── ENTRIES SUPPLIED ──
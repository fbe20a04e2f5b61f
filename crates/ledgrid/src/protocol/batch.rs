// SPDX-License-Identifier: Apache-2.0 OR MIT
// Copyright (c) 2025-2026 ledgrid contributors

//! Batch envelope encoder/decoder.
//!
//! A batch is the unit of on-wire delivery: an 18-byte header followed by
//! `frame_count` length-prefixed frame binaries.
//!
//! ```text
//! +0   u8   marker = 0x0B
//! +1   u32  frame_count
//! +5   u8   priority_flag (0|1)
//! +6   u32  sequence        // server-assigned, monotonic per controller
//! +10  u64  timestamp_ms    // Unix epoch millis
//! +18  repeated frame_count times:
//!        u32 frame_len
//!        frame binary
//! ```

use super::frame::{decode_frame, encode_frame};
use super::{DecodeError, EncodeError, Reader, BATCH_HEADER_LEN, BATCH_MARKER};
use crate::frame::Frame;

/// A decoded batch envelope.
#[derive(Debug, Clone, PartialEq, Eq)]
pub struct BatchEnvelope {
    pub frames: Vec<Frame>,
    pub priority: bool,
    pub sequence: u32,
    pub timestamp_ms: u64,
}

/// Encode a batch envelope around the given frames.
///
/// Frame count saturates the header field at `u32::MAX`; in practice batch
/// composition caps counts at the configured batch size.
pub fn encode_batch(
    frames: &[Frame],
    priority: bool,
    sequence: u32,
    timestamp_ms: u64,
) -> Result<Vec<u8>, EncodeError> {
    let payload: usize = frames
        .iter()
        .map(|f| 4 + super::FRAME_HEADER_LEN + f.pixels.len())
        .sum();
    let mut buf = Vec::with_capacity(BATCH_HEADER_LEN + payload);

    buf.push(BATCH_MARKER);
    buf.extend_from_slice(&(u32::try_from(frames.len()).unwrap_or(u32::MAX)).to_le_bytes());
    buf.push(u8::from(priority));
    buf.extend_from_slice(&sequence.to_le_bytes());
    buf.extend_from_slice(&timestamp_ms.to_le_bytes());

    for frame in frames {
        let encoded = encode_frame(frame)?;
        buf.extend_from_slice(&(u32::try_from(encoded.len()).unwrap_or(u32::MAX)).to_le_bytes());
        buf.extend_from_slice(&encoded);
    }

    Ok(buf)
}

/// Decode a batch envelope, walking the length-prefixed frames.
pub fn decode_batch(buf: &[u8]) -> Result<BatchEnvelope, DecodeError> {
    let mut reader = Reader::new(buf);

    let marker = reader.read_u8()?;
    if marker != BATCH_MARKER {
        return Err(DecodeError::BadMarker { found: marker });
    }

    let frame_count = reader.read_u32_le()?;
    let priority_flag = reader.read_u8()?;
    let sequence = reader.read_u32_le()?;
    let timestamp_ms = reader.read_u64_le()?;

    let mut frames = Vec::with_capacity(frame_count.min(4096) as usize);
    for _ in 0..frame_count {
        let frame_len = reader.read_u32_le()? as usize;
        let frame_bytes = reader.read_bytes(frame_len)?;
        frames.push(decode_frame(frame_bytes)?);
    }

    Ok(BatchEnvelope {
        frames,
        priority: priority_flag != 0,
        sequence,
        timestamp_ms,
    })
}

#[cfg(test)]
mod tests {
    use super::*;

    fn rgb_frame(id: u32) -> Frame {
        Frame::new(id, 2, 1, vec![0xFF, 0x00, 0x00, 0x00, 0xFF, 0x00]).expect("valid frame")
    }

    #[test]
    fn test_batch_header_layout() {
        let buf = encode_batch(&[rgb_frame(1)], false, 1, 0).expect("encode");

        assert_eq!(buf[0], 0x0B); // marker
        assert_eq!(&buf[1..5], &[0x01, 0x00, 0x00, 0x00]); // frame_count
        assert_eq!(buf[5], 0x00); // priority_flag
        assert_eq!(&buf[6..10], &[0x01, 0x00, 0x00, 0x00]); // sequence
        assert_eq!(&buf[10..18], &[0u8; 8]); // timestamp_ms
        assert_eq!(&buf[18..22], &[0x10, 0x00, 0x00, 0x00]); // frame_len = 16
        assert_eq!(buf.len(), 18 + 4 + 16);
    }

    #[test]
    fn test_batch_round_trip() {
        let frames = vec![rgb_frame(1), rgb_frame(2), rgb_frame(3)];
        let buf = encode_batch(&frames, true, 42, 1_704_567_890_123).expect("encode");
        let envelope = decode_batch(&buf).expect("decode");

        assert_eq!(envelope.frames, frames);
        assert!(envelope.priority);
        assert_eq!(envelope.sequence, 42);
        assert_eq!(envelope.timestamp_ms, 1_704_567_890_123);
    }

    #[test]
    fn test_empty_batch_round_trip() {
        let buf = encode_batch(&[], false, 9, 5).expect("encode");
        assert_eq!(buf.len(), BATCH_HEADER_LEN);

        let envelope = decode_batch(&buf).expect("decode");
        assert!(envelope.frames.is_empty());
        assert_eq!(envelope.sequence, 9);
    }

    #[test]
    fn test_decode_rejects_bad_marker() {
        let mut buf = encode_batch(&[rgb_frame(1)], false, 1, 0).expect("encode");
        buf[0] = 0x0C;
        let err = decode_batch(&buf).expect_err("marker 0x0C");
        assert_eq!(err, DecodeError::BadMarker { found: 0x0C });
    }

    #[test]
    fn test_decode_rejects_truncated_body() {
        let buf = encode_batch(&[rgb_frame(1)], false, 1, 0).expect("encode");
        let err = decode_batch(&buf[..buf.len() - 3]).expect_err("missing tail");
        assert!(matches!(err, DecodeError::Truncated { .. }));
    }

    #[test]
    fn test_decode_rejects_truncated_header() {
        let err = decode_batch(&[0x0B, 0x01, 0x00]).expect_err("3 bytes");
        assert!(matches!(err, DecodeError::Truncated { .. }));
    }

    #[test]
    fn test_decode_propagates_frame_version_error() {
        let mut buf = encode_batch(&[rgb_frame(1)], false, 1, 0).expect("encode");
        buf[22] = 0x07; // first frame's version byte
        let err = decode_batch(&buf).expect_err("bad version inside batch");
        assert_eq!(err, DecodeError::VersionMismatch { found: 7 });
    }
}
───
▸ **WHAT TO WORK ON**
Having gone through the data above, repeat it exactly.

▸ **SOLUTION FOR THIS TASK**
repository fbe20a04e2f5b61f
filename crates/ledgrid/src/protocol/batch.rs
// SPDX-License-Identifier: Apache-2.0 OR MIT
// Copyright (c) 2025-2026 ledgrid contributors

//! Batch envelope encoder/decoder.
//!
//! A batch is the unit of on-wire delivery: an 18-byte header followed by
//! `frame_count` length-prefixed frame binaries.
//!
//! ```text
//! +0   u8   marker = 0x0B
//! +1   u32  frame_count
//! +5   u8   priority_flag (0|1)
//! +6   u32  sequence        // server-assigned, monotonic per controller
//! +10  u64  timestamp_ms    // Unix epoch millis
//! +18  repeated frame_count times:
//!        u32 frame_len
//!        frame binary
//! ```

use super::frame::{decode_frame, encode_frame};
use super::{DecodeError, EncodeError, Reader, BATCH_HEADER_LEN, BATCH_MARKER};
use crate::frame::Frame;

/// A decoded batch envelope.
#[derive(Debug, Clone, PartialEq, Eq)]
pub struct BatchEnvelope {
    pub frames: Vec<Frame>,
    pub priority: bool,
    pub sequence: u32,
    pub timestamp_ms: u64,
}

/// Encode a batch envelope around the given frames.
///
/// Frame count saturates the header field at `u32::MAX`; in practice batch
/// composition caps counts at the configured batch size.
pub fn encode_batch(
    frames: &[Frame],
    priority: bool,
    sequence: u32,
    timestamp_ms: u64,
) -> Result<Vec<u8>, EncodeError> {
    let payload: usize = frames
        .iter()
        .map(|f| 4 + super::FRAME_HEADER_LEN + f.pixels.len())
        .sum();
    let mut buf = Vec::with_capacity(BATCH_HEADER_LEN + payload);

    buf.push(BATCH_MARKER);
    buf.extend_from_slice(&(u32::try_from(frames.len()).unwrap_or(u32::MAX)).to_le_bytes());
    buf.push(u8::from(priority));
    buf.extend_from_slice(&sequence.to_le_bytes());
    buf.extend_from_slice(&timestamp_ms.to_le_bytes());

    for frame in frames {
        let encoded = encode_frame(frame)?;
        buf.extend_from_slice(&(u32::try_from(encoded.len()).unwrap_or(u32::MAX)).to_le_bytes());
        buf.extend_from_slice(&encoded);
    }

    Ok(buf)
}

/// Decode a batch envelope, walking the length-prefixed frames.
pub fn decode_batch(buf: &[u8]) -> Result<BatchEnvelope, DecodeError> {
    let mut reader = Reader::new(buf);

    let marker = reader.read_u8()?;
    if marker != BATCH_MARKER {
        return Err(DecodeError::BadMarker { found: marker });
    }

    let frame_count = reader.read_u32_le()?;
    let priority_flag = reader.read_u8()?;
    let sequence = reader.read_u32_le()?;
    let timestamp_ms = reader.read_u64_le()?;

    let mut frames = Vec::with_capacity(frame_count.min(4096) as usize);
    for _ in 0..frame_count {
        let frame_len = reader.read_u32_le()? as usize;
        let frame_bytes = reader.read_bytes(frame_len)?;
        frames.push(decode_frame(frame_bytes)?);
    }

    Ok(BatchEnvelope {
        frames,
        priority: priority_flag != 0,
        sequence,
        timestamp_ms,
    })
}

#[cfg(test)]
mod tests {
    use super::*;

    fn rgb_frame(id: u32) -> Frame {
        Frame::new(id, 2, 1, vec![0xFF, 0x00, 0x00, 0x00, 0xFF, 0x00]).expect("valid frame")
    }

    #[test]
    fn test_batch_header_layout() {
        let buf = encode_batch(&[rgb_frame(1)], false, 1, 0).expect("encode");

        assert_eq!(buf[0], 0x0B); // marker
        assert_eq!(&buf[1..5], &[0x01, 0x00, 0x00, 0x00]); // frame_count
        assert_eq!(buf[5], 0x00); // priority_flag
        assert_eq!(&buf[6..10], &[0x01, 0x00, 0x00, 0x00]); // sequence
        assert_eq!(&buf[10..18], &[0u8; 8]); // timestamp_ms
        assert_eq!(&buf[18..22], &[0x10, 0x00, 0x00, 0x00]); // frame_len = 16
        assert_eq!(buf.len(), 18 + 4 + 16);
    }

    #[test]
    fn test_batch_round_trip() {
        let frames = vec![rgb_frame(1), rgb_frame(2), rgb_frame(3)];
        let buf = encode_batch(&frames, true, 42, 1_704_567_890_123).expect("encode");
        let envelope = decode_batch(&buf).expect("decode");

        assert_eq!(envelope.frames, frames);
        assert!(envelope.priority);
        assert_eq!(envelope.sequence, 42);
        assert_eq!(envelope.timestamp_ms, 1_704_567_890_123);
    }

    #[test]
    fn test_empty_batch_round_trip() {
        let buf = encode_batch(&[], false, 9, 5).expect("encode");
        assert_eq!(buf.len(), BATCH_HEADER_LEN);

        let envelope = decode_batch(&buf).expect("decode");
        assert!(envelope.frames.is_empty());
        assert_eq!(envelope.sequence, 9);
    }

    #[test]
    fn test_decode_rejects_bad_marker() {
        let mut buf = encode_batch(&[rgb_frame(1)], false, 1, 0).expect("encode");
        buf[0] = 0x0C;
        let err = decode_batch(&buf).expect_err("marker 0x0C");
        assert_eq!(err, DecodeError::BadMarker { found: 0x0C });
    }

    #[test]
    fn test_decode_rejects_truncated_body() {
        let buf = encode_batch(&[rgb_frame(1)], false, 1, 0).expect("encode");
        let err = decode_batch(&buf[..buf.len() - 3]).expect_err("missing tail");
        assert!(matches!(err, DecodeError::Truncated { .. }));
    }

    #[test]
    fn test_decode_rejects_truncated_header() {
        let err = decode_batch(&[0x0B, 0x01, 0x00]).expect_err("3 bytes");
        assert!(matches!(err, DecodeError::Truncated { .. }));
    }

    #[test]
    fn test_decode_propagates_frame_version_error() {
        let mut buf = encode_batch(&[rgb_frame(1)], false, 1, 0).expect("encode");
        buf[22] = 0x07; // first frame's version byte
        let err = decode_batch(&buf).expect_err("bad version inside batch");
        assert_eq!(err, DecodeError::VersionMismatch { found: 7 });
    }
}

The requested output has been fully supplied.